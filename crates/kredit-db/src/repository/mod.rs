//! SurrealDB repository implementations.

mod customer;
mod limit;
mod transaction;

pub use customer::SurrealCustomerRepository;
pub use limit::SurrealLimitRepository;
pub use transaction::SurrealTransactionRepository;

use rust_decimal::Decimal;

/// Amounts are stored as their exact decimal text, never as floats.
pub(crate) fn to_text(amount: Decimal) -> String {
    amount.to_string()
}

◆ **PROBLEM**:
Transcribe the material exactly as it reads.

◆ **ANSWER TO THIS TASK**:
filename crates/kredit-db/src/repository/mod.rs
//! SurrealDB repository implementations.

mod customer;
mod limit;
mod transaction;

pub use customer::SurrealCustomerRepository;
pub use limit::SurrealLimitRepository;
pub use transaction::SurrealTransactionRepository;

use rust_decimal::Decimal;

/// Amounts are stored as their exact decimal text, never as floats.
pub(crate) fn to_text(amount: Decimal) -> String {
    amount.to_string()
}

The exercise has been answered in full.